The FCA defines “knowingly” as “actual knowledge,” “deliberate ignorance” or “reckless disregard.” Historically, misunderstanding a confusing federal coverage or billing regulation has been interpreted as falling into the “reckless disregard” category. However, in a 2007 case called Safeco Insurance Co. of Am. v. Burr, 551 U.S. 47, the U.S. Supreme Court drew some lines by finding that misinterpretation may be a defense to the scienter requirement as long as:  

  • The defendant’s interpretation was objectively reasonable; and 

  • “Authoritative guidance” didn’t warn the defendant away from its interpretation. 

In this case, the defendant’s interpretation was reasonable and there was no guidance from the agency enforcing the law, the U.S. Federal Trade Commission, that “might have warned it away from the view it took.”  

The Safeco Standard Catches On   

Technically, Safeco was an interpretation of the Fair Credit Reporting Act (FCRA), rather than the FCA; and the scienter standard under the FCRA is “willful,” rather than “knowingly.” However, the “reckless disregard” phrase that appears in the FCRA interpretation of “willful” is also used in the FCA definition of “knowingly.” Result: The logic of Safeco would seem to apply equally to the FCA.    

In fact, five different federal Circuit courts have extended Safeco to FCA claims. On August 12, 2021, the Seventh Circuit joined the D.C., Third, Fifth and Eighth Circuits in this view.  

The Schutte v. SuperValu Case 

At issue were Medicare Part D regulations limiting drugs reimbursement to a pharmacy’s “usual and customary” (U&C) costs. A pair of pharmacists filed a whistleblower lawsuit accusing the SuperValu grocery chain of knowingly submitting false claims by listing its pharmacies’ retail cash prices—the price for uninsured cash customers—as its U&C price, rather than lower, price-matched amounts charged to qualifying customers under its discount program. The government decided not to intervene in the case.  

The lower court agreed with the whistleblowers that SupeValu should have reported its lower, price-matched prices because that’s what the definition of U&C price in the regulations required. But Safeco saved the day for SuperValu. The court ruled that the whistleblowers didn’t prove that SuperValu submitted the false claims “knowingly” and partially dismissed the case.  

The whistleblowers appealed, but to no avail.

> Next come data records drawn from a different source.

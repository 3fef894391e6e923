//! Core types and error definitions for the Readily chatbot.
//!
//! This crate provides the records and the error taxonomy shared by every
//! Readily crate: the catalog client produces the records, the session store
//! keeps them, and the interpreter answers questions about them.
//!
//! # Main types
//!
//! - [`ReadilyError`] - Unified error enum for all Readily subsystems.
//! - [`ReadilyResult`] - Convenience alias for `Result<T, ReadilyError>`.
//! - [`EntityKind`] - Which kind of record (book or author) an error is about.
//! - [`BookRecord`] - A book as returned by the catalog.
//! - [`AuthorRecord`] - An author as returned by the catalog.
//! - [`Review`] - One entry from the catalog's recent reviews feed.

/// Error taxonomy shared across the workspace.
pub mod error;

pub use error::{EntityKind, ReadilyError, ReadilyResult};

use serde::{Deserialize, Serialize};

// --- Catalog records ---

/// A book as described by the remote catalog.
///
/// Absent values are empty strings or empty lists, never `None`: "not
/// available" is something the interpreter reports, not a decoding state.
#[derive(Debug, Clone, Default, PartialEq, Eq, Serialize, Deserialize)]
#[serde(default)]
pub struct BookRecord {
    /// Title as normalized by the catalog.
    pub title: String,
    /// Canonical catalog URL of the book.
    pub link: String,
    /// Page count, kept verbatim.
    pub num_pages: String,
    /// Binding/format, e.g. "Paperback".
    pub format: String,
    /// Author names in catalog order.
    pub authors: Vec<String>,
    /// ISBN-10 as published by the catalog.
    pub isbn: String,
    /// Average community rating, kept verbatim.
    pub average_rating: String,
    /// Year of first publication.
    pub publication_year: String,
    /// Free-text description.
    pub description: String,
    /// Language code, e.g. "eng".
    pub language_code: String,
    /// Publisher name.
    pub publisher: String,
    /// Titles of similar books in catalog order.
    pub similar_books: Vec<String>,
}

/// An author as described by the remote catalog.
#[derive(Debug, Clone, Default, PartialEq, Eq, Serialize, Deserialize)]
#[serde(default)]
pub struct AuthorRecord {
    /// Display name as normalized by the catalog.
    pub name: String,
    /// Number of works, kept verbatim.
    pub works_count: String,
    /// Gender as reported by the catalog.
    pub gender: String,
    /// Hometown as reported by the catalog.
    pub hometown: String,
    /// Titles of the author's books in catalog order.
    pub book_titles: Vec<String>,
}

/// One entry of the catalog's recent reviews feed.
#[derive(Debug, Clone, Default, PartialEq, Eq, Serialize, Deserialize)]
#[serde(default)]
pub struct Review {
    /// Title of the reviewed book.
    pub book_title: String,
    /// Review text.
    pub body: String,
}

impl Review {
    /// Creates a review entry.
    pub fn new(book_title: impl Into<String>, body: impl Into<String>) -> Self {
        Self {
            book_title: book_title.into(),
            body: body.into(),
        }
    }
}
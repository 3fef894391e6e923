//! Catalog client for the Readily chatbot.
//!
//! The interpreter only sees the [`CatalogClient`] trait. [`GoodreadsClient`]
//! implements it against the Goodreads XML API.

pub mod client;
pub mod config;
pub mod goodreads;
mod xml;

pub use client::CatalogClient;
pub use config::CatalogConfig;
pub use goodreads::GoodreadsClient;
use crate::client::CatalogClient;
use crate::config::CatalogConfig;
use crate::xml::{AuthorResponse, AuthorUrlResponse, BookResponse, ReviewsResponse};
use async_trait::async_trait;
use readily_core::{AuthorRecord, BookRecord, ReadilyError, ReadilyResult, Review};
use reqwest::Url;
use serde::de::DeserializeOwned;
use std::time::Duration;
use tracing::{debug, info};

/// Goodreads XML API client.
pub struct GoodreadsClient {
    config: CatalogConfig,
    base: Url,
    http: reqwest::Client,
}

impl GoodreadsClient {
    pub fn new(config: CatalogConfig) -> ReadilyResult<Self> {
        let base = Url::parse(&config.base_url).map_err(|e| {
            ReadilyError::Config(format!("Invalid catalog base_url '{}': {e}", config.base_url))
        })?;
        if base.cannot_be_a_base() {
            return Err(ReadilyError::Config(format!(
                "Catalog base_url '{}' cannot be used as a base URL",
                config.base_url
            )));
        }

        let http = reqwest::Client::builder()
            .timeout(Duration::from_secs(config.timeout_secs))
            .build()
            .map_err(|e| ReadilyError::Config(format!("Failed to create HTTP client: {e}")))?;

        Ok(Self { config, base, http })
    }

    pub fn config(&self) -> &CatalogConfig {
        &self.config
    }

    /// Appends path segments to the base URL, percent-encoding each one.
    fn endpoint(&self, segments: &[&str]) -> Url {
        let mut url = self.base.clone();
        // cannot_be_a_base was rejected in `new`
        if let Ok(mut path) = url.path_segments_mut() {
            path.pop_if_empty().extend(segments);
        }
        url
    }

    async fn get_xml<T: DeserializeOwned>(
        &self,
        url: Url,
        query: &[(&str, &str)],
    ) -> ReadilyResult<T> {
        debug!(path = %url.path(), "Goodreads request");

        let resp = self
            .http
            .get(url)
            .query(&[("key", self.config.api_key.as_str())])
            .query(query)
            .send()
            .await
            .map_err(|e| ReadilyError::Catalog(e.to_string()))?;

        let status = resp.status();
        let body = resp
            .text()
            .await
            .map_err(|e| ReadilyError::Catalog(e.to_string()))?;

        if !status.is_success() {
            return Err(ReadilyError::Catalog(format!(
                "Goodreads API error {status}: {body}"
            )));
        }

        quick_xml::de::from_str(&body)
            .map_err(|e| ReadilyError::Catalog(format!("Failed to decode Goodreads response: {e}")))
    }
}

#[async_trait]
impl CatalogClient for GoodreadsClient {
    async fn lookup_book(&self, title: &str) -> ReadilyResult<BookRecord> {
        let url = self.endpoint(&["book", "title.xml"]);
        let response: BookResponse = self.get_xml(url, &[("title", title)]).await?;
        let book = BookRecord::from(response.book);
        info!(query = %title, title = %book.title, "Book looked up");
        Ok(book)
    }

    async fn lookup_author(&self, name: &str) -> ReadilyResult<AuthorRecord> {
        let url = self.endpoint(&["api", "author_url", name]);
        let found: AuthorUrlResponse = self.get_xml(url, &[]).await?;
        let id = found.author.id.trim();
        if id.is_empty() {
            info!(query = %name, "No author id for name");
            return Ok(AuthorRecord::default());
        }

        let url = self.endpoint(&["author", "show", id]);
        let response: AuthorResponse = self.get_xml(url, &[("format", "xml")]).await?;
        let author = AuthorRecord::from(response.author);
        info!(query = %name, author_id = %id, name = %author.name, "Author looked up");
        Ok(author)
    }

    async fn recent_reviews(&self) -> ReadilyResult<Vec<Review>> {
        let url = self.endpoint(&["review", "recent_reviews.xml"]);
        let response: ReviewsResponse = self.get_xml(url, &[]).await?;
        let reviews: Vec<Review> = response
            .reviews
            .reviews
            .into_iter()
            .take(self.config.recent_reviews_limit)
            .map(Review::from)
            .collect();
        debug!(count = reviews.len(), "Recent reviews fetched");
        Ok(reviews)
    }
}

The standard the Supreme Court used to evaluate scienter under the FCRA applies equally to “knowingly” under the FCA, the Seventh Circuit affirmed. SuperValu’s use of retail cash prices was a reasonable interpretation of the U&C rules, the Court reasoned, since they required pharmacies to use the prices they charge the “general public.” And the discount rates the whistleblowers said SuperValu should have used weren’t the ones it charged the general public.  

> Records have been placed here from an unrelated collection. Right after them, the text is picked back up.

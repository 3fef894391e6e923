#![allow(clippy::unwrap_used, clippy::expect_used)]

use async_trait::async_trait;
use axum::body::Body;
use axum::http::{Request, StatusCode};
use readily_catalog::CatalogClient;
use readily_chat::{Interpreter, WELCOME_MESSAGE};
use readily_core::{AuthorRecord, BookRecord, ReadilyError, ReadilyResult, Review};
use readily_gateway::GatewayServer;
use readily_session::{InMemorySessionStore, SessionStore};
use std::sync::Arc;
use tokio::net::TcpListener;
use tower::ServiceExt;

/// Catalog that knows one book and fails for a title named "outage".
struct StubCatalog;

#[async_trait]
impl CatalogClient for StubCatalog {
    async fn lookup_book(&self, title: &str) -> ReadilyResult<BookRecord> {
        if title == "outage" {
            return Err(ReadilyError::Catalog("upstream unavailable".into()));
        }
        Ok(BookRecord {
            title: "Emma".into(),
            isbn: String::new(),
            format: "Hardcover".into(),
            ..Default::default()
        })
    }

    async fn lookup_author(&self, name: &str) -> ReadilyResult<AuthorRecord> {
        Ok(AuthorRecord {
            name: name.to_string(),
            ..Default::default()
        })
    }

    async fn recent_reviews(&self) -> ReadilyResult<Vec<Review>> {
        Ok(vec![Review::new("Emma", "Lovely.")])
    }
}

fn build_app() -> (axum::Router, Arc<InMemorySessionStore>) {
    let sessions = Arc::new(InMemorySessionStore::new());
    let processor = Arc::new(Interpreter::new(Arc::new(StubCatalog)));
    (GatewayServer::build(processor, sessions.clone()), sessions)
}

/// Helper: serve the gateway on a random port, returning the address.
async fn start_test_server() -> (String, Arc<InMemorySessionStore>) {
    let (app, sessions) = build_app();
    let listener = TcpListener::bind("127.0.0.1:0").await.unwrap();
    let addr = listener.local_addr().unwrap();

    tokio::spawn(async move {
        axum::serve(listener, app).await.unwrap();
    });

    (format!("127.0.0.1:{}", addr.port()), sessions)
}

async fn welcome(client: &reqwest::Client, addr: &str) -> String {
    let body: serde_json::Value = client
        .get(format!("http://{addr}/welcome"))
        .send()
        .await
        .unwrap()
        .json()
        .await
        .unwrap();
    body["uuid"].as_str().unwrap().to_string()
}

async fn chat(
    client: &reqwest::Client,
    addr: &str,
    token: &str,
    message: &str,
) -> (StatusCode, serde_json::Value) {
    let resp = client
        .post(format!("http://{addr}/chat"))
        .header("Authorization", token)
        .json(&serde_json::json!({ "message": message }))
        .send()
        .await
        .unwrap();
    let status = StatusCode::from_u16(resp.status().as_u16()).unwrap();
    (status, resp.json().await.unwrap())
}

#[tokio::test]
async fn test_health_endpoint() {
    let (addr, _sessions) = start_test_server().await;
    let resp = reqwest::get(format!("http://{addr}/health")).await.unwrap();
    assert_eq!(resp.status(), 200);
    let body: serde_json::Value = resp.json().await.unwrap();
    assert_eq!(body["status"], "ok");
    assert_eq!(body["service"], "readily");
    assert_eq!(body["sessions"], 0);
}

#[tokio::test]
async fn test_welcome_creates_session() {
    let (addr, sessions) = start_test_server().await;
    let resp = reqwest::get(format!("http://{addr}/welcome")).await.unwrap();
    assert_eq!(resp.status(), 200);

    let body: serde_json::Value = resp.json().await.unwrap();
    assert_eq!(body["message"], WELCOME_MESSAGE);
    let token = body["uuid"].as_str().unwrap();
    assert!(sessions.get(token).await.is_ok());
}

#[tokio::test]
async fn test_chat_flow_keeps_context_per_session() {
    let (addr, _sessions) = start_test_server().await;
    let client = reqwest::Client::new();
    let first = welcome(&client, &addr).await;
    let second = welcome(&client, &addr).await;

    let (status, body) = chat(&client, &addr, &first, "get the book emma").await;
    assert_eq!(status, StatusCode::OK);
    assert_eq!(body["message"], "OK, I found the book Emma. What do you want to know?");

    let (status, body) = chat(&client, &addr, &first, "Get Book Format").await;
    assert_eq!(status, StatusCode::OK);
    assert_eq!(body["message"], "Hardcover");

    let (status, body) = chat(&client, &addr, &first, "get book isbn").await;
    assert_eq!(status, StatusCode::OK);
    assert_eq!(body["message"], "The book's isbn is not available");

    // the other session has no book bound
    let (status, body) = chat(&client, &addr, &second, "get book format").await;
    assert_eq!(status, StatusCode::UNPROCESSABLE_ENTITY);
    assert_eq!(body["error"], "Please provide a book first!");
}

#[tokio::test]
async fn test_help_and_reviews() {
    let (addr, _sessions) = start_test_server().await;
    let client = reqwest::Client::new();
    let token = welcome(&client, &addr).await;

    let (status, body) = chat(&client, &addr, &token, "help").await;
    assert_eq!(status, StatusCode::OK);
    assert_eq!(body["message"], WELCOME_MESSAGE);

    let (_, body) = chat(&client, &addr, &token, "get latest reviews").await;
    assert_eq!(body["message"], "Book title: Emma\nBody: Lovely.\n");
}

#[tokio::test]
async fn test_bearer_prefix_is_accepted() {
    let (addr, _sessions) = start_test_server().await;
    let client = reqwest::Client::new();
    let token = welcome(&client, &addr).await;

    let (status, _) = chat(&client, &addr, &format!("Bearer {token}"), "help").await;
    assert_eq!(status, StatusCode::OK);
}

#[tokio::test]
async fn test_catalog_failure_is_bad_gateway() {
    let (addr, _sessions) = start_test_server().await;
    let client = reqwest::Client::new();
    let token = welcome(&client, &addr).await;

    let (status, body) = chat(&client, &addr, &token, "get the book outage").await;
    assert_eq!(status, StatusCode::BAD_GATEWAY);
    assert!(body["error"].as_str().unwrap().contains("upstream unavailable"));
}

#[tokio::test]
async fn test_missing_authorization_is_unauthorized() {
    let (app, _sessions) = build_app();
    let resp = app
        .oneshot(
            Request::post("/chat")
                .header("content-type", "application/json")
                .body(Body::from(r#"{"message": "help"}"#))
                .unwrap(),
        )
        .await
        .unwrap();
    assert_eq!(resp.status(), StatusCode::UNAUTHORIZED);
}

#[tokio::test]
async fn test_unknown_session_is_unauthorized() {
    let (addr, _sessions) = start_test_server().await;
    let client = reqwest::Client::new();

    let (status, body) = chat(&client, &addr, "no-such-token", "help").await;
    assert_eq!(status, StatusCode::UNAUTHORIZED);
    assert_eq!(body["error"], "No session found for: no-such-token.");
}

#[tokio::test]
async fn test_bad_bodies_are_bad_request() {
    let (addr, _sessions) = start_test_server().await;
    let client = reqwest::Client::new();
    let token = welcome(&client, &addr).await;

    for (body, expected) in [
        ("{not json", "Couldn't decode JSON"),
        (r#"{"text": "help"}"#, "Missing message key in body."),
    ] {
        let resp = client
            .post(format!("http://{addr}/chat"))
            .header("Authorization", &token)
            .body(body)
            .send()
            .await
            .unwrap();
        assert_eq!(resp.status(), 400);
        let json: serde_json::Value = resp.json().await.unwrap();
        assert!(json["error"].as_str().unwrap().starts_with(expected));
    }
}

#[tokio::test]
async fn test_chat_rejects_get() {
    let (app, _sessions) = build_app();
    let resp = app
        .oneshot(Request::get("/chat").body(Body::empty()).unwrap())
        .await
        .unwrap();
    assert_eq!(resp.status(), StatusCode::METHOD_NOT_ALLOWED);
}

#[tokio::test]
async fn test_index_lists_routes() {
    let (app, _sessions) = build_app();
    let resp = app
        .oneshot(Request::get("/").body(Body::empty()).unwrap())
        .await
        .unwrap();
    assert_eq!(resp.status(), StatusCode::OK);
    let bytes = axum::body::to_bytes(resp.into_body(), usize::MAX).await.unwrap();
    let html = String::from_utf8(bytes.to_vec()).unwrap();
    assert!(html.contains("POST /chat"));
}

The Court also concluded that there was no “authoritative guidance” that should have warned SuperValu away from its interpretation of U&C. On the contrary, the Centers for Medicare and Medicaid Services (CMS) didn’t issue any guidance explaining the requirement; nor were there any circuit court rulings on the issue.  

U.S. ex rel. Schutte v. SuperValu, No. 11-cv-3290 (7th Cir. Aug. 12, 2021)  

Takeaway 

FCA liability for knowingly submitting false claims is extremely broad. Until recently, there has been no cushion for labs that billed Medicare and other federal health programs based on a faulty interpretation of regulatory requirements. But Safeco and its progeny have the potential to blow the FCA liability scheme wide open. What especially keeps enforcers, whistleblowers and their attorneys up at night is that the “reasonable” standard is objective, rather than subjective. In other words, it doesn’t matter if the lab actually believed that its misinterpretation of the regulatory requirement was or might have been wrong, as long as it can show that it’s one that a reasonable third party would have made.  

However, the second prong, or “authoritative guidance” of the Safeco test is also something labs must reckon with. Although no court has yet offered an official definition, it’s clear that in interpreting regulatory requirements, labs and other providers must look not only at the regulations themselves but also guidance from CMS, OIG and other government agencies, as well as court rulings on and above the circuit court level.